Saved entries
※
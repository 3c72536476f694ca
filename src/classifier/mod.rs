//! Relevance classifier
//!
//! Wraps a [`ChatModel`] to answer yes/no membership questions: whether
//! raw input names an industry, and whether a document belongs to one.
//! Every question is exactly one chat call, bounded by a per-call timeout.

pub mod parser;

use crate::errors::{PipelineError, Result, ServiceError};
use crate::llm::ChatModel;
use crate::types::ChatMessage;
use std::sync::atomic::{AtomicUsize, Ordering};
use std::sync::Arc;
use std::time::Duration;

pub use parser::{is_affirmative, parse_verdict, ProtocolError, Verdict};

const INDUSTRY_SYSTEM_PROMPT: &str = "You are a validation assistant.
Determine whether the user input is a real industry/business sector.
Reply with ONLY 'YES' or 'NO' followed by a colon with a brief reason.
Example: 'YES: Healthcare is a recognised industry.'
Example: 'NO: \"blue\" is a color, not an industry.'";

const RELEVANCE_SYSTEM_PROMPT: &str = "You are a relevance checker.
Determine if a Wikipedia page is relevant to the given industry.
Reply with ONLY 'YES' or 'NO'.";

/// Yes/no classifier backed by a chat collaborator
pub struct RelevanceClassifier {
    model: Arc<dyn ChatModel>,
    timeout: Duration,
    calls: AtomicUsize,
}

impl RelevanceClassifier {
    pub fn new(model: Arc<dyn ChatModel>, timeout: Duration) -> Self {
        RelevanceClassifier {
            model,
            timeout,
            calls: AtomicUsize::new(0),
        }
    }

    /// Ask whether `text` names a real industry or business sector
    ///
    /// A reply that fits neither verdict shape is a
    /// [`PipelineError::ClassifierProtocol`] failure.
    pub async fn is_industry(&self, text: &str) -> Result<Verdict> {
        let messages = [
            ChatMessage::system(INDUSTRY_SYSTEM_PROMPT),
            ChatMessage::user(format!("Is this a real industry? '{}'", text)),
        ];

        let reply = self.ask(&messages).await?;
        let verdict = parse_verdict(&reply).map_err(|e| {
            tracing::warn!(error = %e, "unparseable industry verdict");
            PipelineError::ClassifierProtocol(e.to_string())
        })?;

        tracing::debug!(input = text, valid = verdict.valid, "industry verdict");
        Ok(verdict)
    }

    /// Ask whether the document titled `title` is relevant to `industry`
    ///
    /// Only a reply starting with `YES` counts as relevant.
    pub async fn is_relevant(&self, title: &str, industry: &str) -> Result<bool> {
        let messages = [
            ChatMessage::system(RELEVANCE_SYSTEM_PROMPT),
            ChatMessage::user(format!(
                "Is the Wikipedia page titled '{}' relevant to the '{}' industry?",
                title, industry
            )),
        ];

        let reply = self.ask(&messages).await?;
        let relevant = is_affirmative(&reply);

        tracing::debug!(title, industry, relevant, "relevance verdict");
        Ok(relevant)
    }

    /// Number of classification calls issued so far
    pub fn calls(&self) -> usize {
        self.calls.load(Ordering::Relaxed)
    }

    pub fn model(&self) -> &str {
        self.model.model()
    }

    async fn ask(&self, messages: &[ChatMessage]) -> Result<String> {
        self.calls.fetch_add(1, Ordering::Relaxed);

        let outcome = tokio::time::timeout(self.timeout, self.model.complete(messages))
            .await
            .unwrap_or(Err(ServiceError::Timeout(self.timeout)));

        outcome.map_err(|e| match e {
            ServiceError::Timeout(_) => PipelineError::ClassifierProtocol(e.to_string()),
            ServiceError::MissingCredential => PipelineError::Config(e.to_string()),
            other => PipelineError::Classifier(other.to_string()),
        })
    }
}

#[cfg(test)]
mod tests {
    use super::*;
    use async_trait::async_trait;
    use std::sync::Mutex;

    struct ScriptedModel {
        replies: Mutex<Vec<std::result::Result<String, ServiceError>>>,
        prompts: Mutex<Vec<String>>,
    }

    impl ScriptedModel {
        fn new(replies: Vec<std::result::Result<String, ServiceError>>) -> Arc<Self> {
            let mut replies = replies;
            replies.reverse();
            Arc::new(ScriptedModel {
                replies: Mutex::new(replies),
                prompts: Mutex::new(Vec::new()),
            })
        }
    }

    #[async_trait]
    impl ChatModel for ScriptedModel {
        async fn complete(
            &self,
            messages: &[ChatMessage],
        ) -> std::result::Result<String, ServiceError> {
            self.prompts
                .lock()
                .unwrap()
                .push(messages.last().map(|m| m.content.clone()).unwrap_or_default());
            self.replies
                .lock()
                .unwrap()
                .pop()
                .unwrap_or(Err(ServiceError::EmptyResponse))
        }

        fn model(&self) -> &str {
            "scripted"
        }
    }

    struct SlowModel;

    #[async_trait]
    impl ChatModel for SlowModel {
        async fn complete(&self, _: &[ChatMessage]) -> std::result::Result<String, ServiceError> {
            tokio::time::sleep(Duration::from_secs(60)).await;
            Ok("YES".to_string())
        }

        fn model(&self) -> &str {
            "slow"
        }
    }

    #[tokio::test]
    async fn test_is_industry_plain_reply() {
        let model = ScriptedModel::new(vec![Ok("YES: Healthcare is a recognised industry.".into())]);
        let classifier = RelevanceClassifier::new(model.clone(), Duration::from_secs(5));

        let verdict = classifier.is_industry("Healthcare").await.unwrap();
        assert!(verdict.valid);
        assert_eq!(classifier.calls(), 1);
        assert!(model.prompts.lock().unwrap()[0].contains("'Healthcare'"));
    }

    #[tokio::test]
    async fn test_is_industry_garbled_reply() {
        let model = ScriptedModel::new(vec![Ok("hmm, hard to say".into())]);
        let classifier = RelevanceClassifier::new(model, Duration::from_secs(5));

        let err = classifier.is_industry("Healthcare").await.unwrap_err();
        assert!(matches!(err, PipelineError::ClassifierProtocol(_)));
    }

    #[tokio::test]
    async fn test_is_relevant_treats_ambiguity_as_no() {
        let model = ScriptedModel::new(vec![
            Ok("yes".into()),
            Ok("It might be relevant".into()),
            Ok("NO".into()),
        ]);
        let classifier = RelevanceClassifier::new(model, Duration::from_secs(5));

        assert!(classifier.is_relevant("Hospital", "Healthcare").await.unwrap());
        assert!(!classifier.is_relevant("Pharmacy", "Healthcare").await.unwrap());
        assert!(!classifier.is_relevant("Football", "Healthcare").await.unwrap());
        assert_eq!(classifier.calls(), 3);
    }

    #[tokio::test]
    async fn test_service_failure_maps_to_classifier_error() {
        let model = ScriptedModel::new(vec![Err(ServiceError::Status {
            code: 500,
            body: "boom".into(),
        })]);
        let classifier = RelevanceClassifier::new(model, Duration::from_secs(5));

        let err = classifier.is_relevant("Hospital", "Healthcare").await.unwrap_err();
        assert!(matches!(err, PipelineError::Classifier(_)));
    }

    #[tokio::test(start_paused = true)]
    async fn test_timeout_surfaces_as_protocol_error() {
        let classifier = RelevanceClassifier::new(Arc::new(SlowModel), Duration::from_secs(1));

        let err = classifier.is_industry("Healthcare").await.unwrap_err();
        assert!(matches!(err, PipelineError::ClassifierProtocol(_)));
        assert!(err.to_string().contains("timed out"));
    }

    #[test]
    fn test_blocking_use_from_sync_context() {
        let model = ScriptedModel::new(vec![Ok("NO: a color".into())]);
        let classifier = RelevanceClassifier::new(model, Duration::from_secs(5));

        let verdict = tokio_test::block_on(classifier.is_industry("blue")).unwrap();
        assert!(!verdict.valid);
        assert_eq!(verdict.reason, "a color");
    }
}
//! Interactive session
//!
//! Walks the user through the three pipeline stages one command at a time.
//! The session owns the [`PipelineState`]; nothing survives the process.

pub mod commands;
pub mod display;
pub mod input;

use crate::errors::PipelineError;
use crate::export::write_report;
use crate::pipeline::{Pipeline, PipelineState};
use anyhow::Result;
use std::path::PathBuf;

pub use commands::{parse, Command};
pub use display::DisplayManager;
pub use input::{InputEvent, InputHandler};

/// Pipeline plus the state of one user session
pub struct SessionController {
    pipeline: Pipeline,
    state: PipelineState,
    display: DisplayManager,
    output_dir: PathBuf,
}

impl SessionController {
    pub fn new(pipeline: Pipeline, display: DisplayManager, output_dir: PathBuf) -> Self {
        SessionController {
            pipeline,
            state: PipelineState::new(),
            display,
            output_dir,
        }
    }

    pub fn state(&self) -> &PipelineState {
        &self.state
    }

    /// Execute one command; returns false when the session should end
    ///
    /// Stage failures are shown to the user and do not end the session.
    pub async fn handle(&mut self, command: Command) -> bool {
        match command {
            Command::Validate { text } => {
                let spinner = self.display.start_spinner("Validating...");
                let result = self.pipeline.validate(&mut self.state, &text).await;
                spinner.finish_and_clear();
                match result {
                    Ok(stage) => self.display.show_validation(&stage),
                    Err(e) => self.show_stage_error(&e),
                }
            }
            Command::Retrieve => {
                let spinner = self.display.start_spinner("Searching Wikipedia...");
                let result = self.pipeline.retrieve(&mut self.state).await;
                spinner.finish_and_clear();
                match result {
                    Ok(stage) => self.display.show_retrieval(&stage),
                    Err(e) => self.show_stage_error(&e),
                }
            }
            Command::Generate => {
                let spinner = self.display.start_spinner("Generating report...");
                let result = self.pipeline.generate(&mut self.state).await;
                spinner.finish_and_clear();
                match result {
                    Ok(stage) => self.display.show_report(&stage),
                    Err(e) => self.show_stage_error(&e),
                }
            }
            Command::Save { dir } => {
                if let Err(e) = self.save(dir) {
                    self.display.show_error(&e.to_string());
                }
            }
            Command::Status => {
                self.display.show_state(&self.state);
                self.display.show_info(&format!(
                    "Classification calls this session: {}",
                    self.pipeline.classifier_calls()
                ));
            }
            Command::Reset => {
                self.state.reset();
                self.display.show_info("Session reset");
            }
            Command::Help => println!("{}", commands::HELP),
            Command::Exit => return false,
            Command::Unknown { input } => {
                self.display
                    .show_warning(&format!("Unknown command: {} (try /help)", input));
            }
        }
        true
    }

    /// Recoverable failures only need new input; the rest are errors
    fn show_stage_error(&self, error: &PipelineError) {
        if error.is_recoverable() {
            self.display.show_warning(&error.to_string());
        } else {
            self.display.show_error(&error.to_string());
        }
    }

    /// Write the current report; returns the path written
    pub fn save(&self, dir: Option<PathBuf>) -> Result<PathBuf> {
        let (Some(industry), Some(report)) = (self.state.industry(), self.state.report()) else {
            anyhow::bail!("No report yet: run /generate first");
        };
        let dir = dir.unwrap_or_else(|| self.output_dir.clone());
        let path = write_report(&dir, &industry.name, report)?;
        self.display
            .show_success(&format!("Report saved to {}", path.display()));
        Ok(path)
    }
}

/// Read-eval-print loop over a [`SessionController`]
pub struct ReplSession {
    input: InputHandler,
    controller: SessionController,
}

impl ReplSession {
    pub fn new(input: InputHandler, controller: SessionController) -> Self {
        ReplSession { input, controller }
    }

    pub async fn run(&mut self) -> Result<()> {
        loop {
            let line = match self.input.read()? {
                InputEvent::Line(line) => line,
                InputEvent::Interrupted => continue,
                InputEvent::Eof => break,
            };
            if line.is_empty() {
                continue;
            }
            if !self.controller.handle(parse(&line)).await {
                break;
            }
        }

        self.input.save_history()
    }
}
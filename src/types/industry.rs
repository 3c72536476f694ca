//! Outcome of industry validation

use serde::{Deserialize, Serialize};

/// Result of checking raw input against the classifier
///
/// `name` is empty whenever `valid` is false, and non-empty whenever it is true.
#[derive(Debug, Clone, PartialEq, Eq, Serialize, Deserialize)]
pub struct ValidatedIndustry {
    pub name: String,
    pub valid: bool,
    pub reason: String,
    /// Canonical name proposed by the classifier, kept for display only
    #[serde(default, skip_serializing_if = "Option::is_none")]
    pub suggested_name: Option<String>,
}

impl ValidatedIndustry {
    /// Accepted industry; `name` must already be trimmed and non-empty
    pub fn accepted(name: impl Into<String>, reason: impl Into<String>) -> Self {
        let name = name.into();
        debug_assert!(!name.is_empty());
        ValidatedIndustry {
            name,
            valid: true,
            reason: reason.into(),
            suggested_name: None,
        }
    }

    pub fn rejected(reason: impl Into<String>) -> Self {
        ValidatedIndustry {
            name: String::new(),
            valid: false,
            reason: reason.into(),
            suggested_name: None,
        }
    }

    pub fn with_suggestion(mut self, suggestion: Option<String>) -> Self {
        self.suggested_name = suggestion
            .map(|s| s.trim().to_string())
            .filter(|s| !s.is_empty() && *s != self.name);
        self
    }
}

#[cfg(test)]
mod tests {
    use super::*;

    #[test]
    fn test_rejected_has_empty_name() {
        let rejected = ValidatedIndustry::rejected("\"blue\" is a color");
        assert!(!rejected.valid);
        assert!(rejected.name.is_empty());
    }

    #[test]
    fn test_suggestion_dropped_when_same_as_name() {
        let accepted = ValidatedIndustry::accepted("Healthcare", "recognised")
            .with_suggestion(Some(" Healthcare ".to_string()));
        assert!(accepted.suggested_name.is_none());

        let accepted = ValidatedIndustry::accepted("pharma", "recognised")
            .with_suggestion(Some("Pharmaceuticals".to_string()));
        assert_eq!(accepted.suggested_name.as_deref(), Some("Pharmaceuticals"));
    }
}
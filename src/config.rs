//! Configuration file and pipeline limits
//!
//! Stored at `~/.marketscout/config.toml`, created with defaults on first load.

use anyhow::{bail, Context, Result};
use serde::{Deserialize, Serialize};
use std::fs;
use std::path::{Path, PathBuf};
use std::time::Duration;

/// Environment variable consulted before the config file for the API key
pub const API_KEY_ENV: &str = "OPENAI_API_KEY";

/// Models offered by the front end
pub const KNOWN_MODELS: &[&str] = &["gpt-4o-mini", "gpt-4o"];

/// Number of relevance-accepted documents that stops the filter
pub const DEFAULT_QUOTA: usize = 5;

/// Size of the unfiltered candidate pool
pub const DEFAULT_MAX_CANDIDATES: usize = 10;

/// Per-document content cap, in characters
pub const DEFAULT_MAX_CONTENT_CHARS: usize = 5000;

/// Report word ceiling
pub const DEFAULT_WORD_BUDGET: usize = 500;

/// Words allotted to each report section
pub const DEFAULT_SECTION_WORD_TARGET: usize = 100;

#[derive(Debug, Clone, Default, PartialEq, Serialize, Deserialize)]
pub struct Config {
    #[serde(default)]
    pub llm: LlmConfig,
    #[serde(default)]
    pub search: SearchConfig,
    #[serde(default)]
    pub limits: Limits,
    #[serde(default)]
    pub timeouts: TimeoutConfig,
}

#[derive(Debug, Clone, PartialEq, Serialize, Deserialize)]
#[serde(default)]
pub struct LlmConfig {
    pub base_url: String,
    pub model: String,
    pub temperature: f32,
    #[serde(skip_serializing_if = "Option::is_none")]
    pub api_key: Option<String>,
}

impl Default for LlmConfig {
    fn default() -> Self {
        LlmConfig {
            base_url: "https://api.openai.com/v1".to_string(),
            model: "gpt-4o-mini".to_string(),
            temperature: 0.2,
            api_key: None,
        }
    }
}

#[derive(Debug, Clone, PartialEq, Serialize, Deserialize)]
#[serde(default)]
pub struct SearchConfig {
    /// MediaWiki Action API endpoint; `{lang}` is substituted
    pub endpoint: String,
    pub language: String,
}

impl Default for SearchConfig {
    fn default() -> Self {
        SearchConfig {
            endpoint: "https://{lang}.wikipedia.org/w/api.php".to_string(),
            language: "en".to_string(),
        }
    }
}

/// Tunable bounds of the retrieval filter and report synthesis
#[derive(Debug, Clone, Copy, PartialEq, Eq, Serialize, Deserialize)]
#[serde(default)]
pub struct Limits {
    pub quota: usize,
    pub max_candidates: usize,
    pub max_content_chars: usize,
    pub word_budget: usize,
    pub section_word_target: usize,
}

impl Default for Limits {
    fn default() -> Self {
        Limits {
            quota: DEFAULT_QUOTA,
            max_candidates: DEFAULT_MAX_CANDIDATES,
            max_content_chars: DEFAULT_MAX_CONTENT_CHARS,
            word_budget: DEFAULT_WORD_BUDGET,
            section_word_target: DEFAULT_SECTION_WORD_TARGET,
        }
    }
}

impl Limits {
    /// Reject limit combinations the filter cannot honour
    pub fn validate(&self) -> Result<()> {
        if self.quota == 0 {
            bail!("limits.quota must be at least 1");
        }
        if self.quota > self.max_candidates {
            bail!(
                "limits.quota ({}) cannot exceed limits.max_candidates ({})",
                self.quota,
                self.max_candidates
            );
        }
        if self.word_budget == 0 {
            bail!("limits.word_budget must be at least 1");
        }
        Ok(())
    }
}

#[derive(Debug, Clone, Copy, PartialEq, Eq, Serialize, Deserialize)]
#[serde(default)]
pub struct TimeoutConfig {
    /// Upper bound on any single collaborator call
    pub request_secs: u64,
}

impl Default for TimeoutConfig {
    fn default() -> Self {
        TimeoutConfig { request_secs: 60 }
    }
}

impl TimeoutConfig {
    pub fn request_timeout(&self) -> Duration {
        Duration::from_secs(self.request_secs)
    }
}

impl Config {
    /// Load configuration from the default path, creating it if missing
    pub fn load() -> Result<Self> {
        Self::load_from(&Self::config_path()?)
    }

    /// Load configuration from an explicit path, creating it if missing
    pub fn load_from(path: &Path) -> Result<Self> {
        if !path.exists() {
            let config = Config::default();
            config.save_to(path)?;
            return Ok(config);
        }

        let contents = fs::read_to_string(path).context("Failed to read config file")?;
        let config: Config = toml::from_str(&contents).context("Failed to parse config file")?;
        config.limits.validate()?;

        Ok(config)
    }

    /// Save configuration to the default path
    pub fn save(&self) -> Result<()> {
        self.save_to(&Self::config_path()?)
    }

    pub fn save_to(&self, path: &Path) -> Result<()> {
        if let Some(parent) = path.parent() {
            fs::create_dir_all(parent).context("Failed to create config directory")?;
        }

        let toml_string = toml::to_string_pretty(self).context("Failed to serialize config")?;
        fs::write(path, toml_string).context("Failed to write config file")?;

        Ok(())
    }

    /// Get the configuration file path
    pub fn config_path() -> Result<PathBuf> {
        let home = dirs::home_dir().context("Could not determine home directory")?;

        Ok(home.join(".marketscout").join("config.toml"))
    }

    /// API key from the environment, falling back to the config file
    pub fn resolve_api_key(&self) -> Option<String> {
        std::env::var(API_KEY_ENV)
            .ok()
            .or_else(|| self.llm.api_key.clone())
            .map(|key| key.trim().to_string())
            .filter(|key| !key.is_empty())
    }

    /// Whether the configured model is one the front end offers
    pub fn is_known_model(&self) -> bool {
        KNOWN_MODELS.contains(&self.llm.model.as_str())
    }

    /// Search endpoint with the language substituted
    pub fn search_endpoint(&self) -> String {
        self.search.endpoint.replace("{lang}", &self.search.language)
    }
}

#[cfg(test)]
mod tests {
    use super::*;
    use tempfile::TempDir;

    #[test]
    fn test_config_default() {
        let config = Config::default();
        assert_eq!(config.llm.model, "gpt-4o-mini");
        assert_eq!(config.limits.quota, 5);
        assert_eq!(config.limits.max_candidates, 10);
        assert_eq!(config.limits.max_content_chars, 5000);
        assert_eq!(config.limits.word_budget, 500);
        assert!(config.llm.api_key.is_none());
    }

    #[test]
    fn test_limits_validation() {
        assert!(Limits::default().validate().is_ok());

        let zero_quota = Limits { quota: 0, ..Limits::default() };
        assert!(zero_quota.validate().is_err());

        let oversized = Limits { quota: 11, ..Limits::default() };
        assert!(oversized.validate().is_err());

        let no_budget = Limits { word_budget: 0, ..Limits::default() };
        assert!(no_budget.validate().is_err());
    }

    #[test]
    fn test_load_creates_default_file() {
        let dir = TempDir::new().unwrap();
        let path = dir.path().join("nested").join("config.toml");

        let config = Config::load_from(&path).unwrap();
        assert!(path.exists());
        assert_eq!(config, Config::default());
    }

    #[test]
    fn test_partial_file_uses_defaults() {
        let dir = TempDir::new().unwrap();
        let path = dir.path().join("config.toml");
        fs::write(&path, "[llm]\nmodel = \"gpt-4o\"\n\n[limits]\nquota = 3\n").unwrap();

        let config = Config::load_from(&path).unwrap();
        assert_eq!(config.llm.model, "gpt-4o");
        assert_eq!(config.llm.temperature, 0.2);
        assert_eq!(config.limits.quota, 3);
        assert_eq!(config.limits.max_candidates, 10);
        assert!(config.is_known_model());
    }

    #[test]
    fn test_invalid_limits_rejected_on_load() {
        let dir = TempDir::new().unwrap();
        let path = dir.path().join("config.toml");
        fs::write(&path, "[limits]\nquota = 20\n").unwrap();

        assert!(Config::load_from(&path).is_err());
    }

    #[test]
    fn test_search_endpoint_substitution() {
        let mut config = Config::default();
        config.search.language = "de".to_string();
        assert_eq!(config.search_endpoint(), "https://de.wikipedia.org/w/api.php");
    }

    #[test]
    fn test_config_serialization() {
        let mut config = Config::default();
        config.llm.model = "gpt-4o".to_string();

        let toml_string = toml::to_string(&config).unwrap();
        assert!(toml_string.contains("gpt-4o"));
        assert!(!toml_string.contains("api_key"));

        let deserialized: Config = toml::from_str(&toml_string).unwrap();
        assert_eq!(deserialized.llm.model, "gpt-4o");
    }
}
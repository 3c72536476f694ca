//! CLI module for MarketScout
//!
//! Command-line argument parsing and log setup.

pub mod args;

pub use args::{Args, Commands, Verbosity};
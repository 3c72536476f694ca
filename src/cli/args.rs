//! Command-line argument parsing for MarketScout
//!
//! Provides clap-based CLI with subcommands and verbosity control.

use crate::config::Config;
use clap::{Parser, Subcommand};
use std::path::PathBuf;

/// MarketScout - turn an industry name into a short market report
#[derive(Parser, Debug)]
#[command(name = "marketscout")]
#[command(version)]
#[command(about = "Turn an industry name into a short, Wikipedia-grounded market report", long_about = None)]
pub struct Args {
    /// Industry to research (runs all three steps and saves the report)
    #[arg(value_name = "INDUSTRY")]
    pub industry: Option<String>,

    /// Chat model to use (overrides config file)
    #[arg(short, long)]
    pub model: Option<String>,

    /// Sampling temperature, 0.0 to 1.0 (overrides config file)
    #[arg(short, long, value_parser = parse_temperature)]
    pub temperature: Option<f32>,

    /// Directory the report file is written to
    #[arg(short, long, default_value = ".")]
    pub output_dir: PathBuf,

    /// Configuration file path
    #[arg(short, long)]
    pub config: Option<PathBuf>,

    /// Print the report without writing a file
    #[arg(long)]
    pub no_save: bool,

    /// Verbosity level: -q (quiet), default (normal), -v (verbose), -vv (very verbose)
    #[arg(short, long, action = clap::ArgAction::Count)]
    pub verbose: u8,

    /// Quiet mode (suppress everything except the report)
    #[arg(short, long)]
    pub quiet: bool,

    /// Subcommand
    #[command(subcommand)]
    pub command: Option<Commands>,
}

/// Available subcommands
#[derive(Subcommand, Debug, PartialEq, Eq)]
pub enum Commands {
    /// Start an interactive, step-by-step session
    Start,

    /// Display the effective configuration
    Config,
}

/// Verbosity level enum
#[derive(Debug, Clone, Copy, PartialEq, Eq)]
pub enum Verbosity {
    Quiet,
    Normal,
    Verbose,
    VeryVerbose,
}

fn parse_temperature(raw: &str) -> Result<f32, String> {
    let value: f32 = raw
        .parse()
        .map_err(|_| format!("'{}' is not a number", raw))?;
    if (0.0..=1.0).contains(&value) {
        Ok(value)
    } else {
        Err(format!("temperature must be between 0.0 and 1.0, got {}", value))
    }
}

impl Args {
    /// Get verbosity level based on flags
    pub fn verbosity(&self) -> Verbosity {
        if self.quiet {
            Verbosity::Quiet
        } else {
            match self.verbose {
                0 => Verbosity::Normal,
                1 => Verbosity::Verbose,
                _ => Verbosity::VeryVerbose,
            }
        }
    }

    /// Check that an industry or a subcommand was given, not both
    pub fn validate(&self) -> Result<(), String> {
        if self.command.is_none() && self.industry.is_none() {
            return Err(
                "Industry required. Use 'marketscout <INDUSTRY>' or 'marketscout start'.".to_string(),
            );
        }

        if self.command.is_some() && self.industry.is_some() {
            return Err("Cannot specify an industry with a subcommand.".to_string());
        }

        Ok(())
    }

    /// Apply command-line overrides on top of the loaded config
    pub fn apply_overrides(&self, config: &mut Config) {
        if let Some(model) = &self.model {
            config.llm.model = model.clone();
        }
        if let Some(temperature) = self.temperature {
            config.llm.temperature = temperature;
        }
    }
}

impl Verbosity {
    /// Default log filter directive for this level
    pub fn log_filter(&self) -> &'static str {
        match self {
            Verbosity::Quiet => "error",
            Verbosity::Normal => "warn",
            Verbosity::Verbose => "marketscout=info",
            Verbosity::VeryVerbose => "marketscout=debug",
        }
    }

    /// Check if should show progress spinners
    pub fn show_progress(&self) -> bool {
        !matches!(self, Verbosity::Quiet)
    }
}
※
Once the line that contains "show progress spinners" is found, please give it again exactly, along with each line that comes after it, through the last line of the entries.

● RESULT BELOW:
    /// Check if should show progress spinners
    pub fn show_progress(&self) -> bool {
        !matches!(self, Verbosity::Quiet)
    }
}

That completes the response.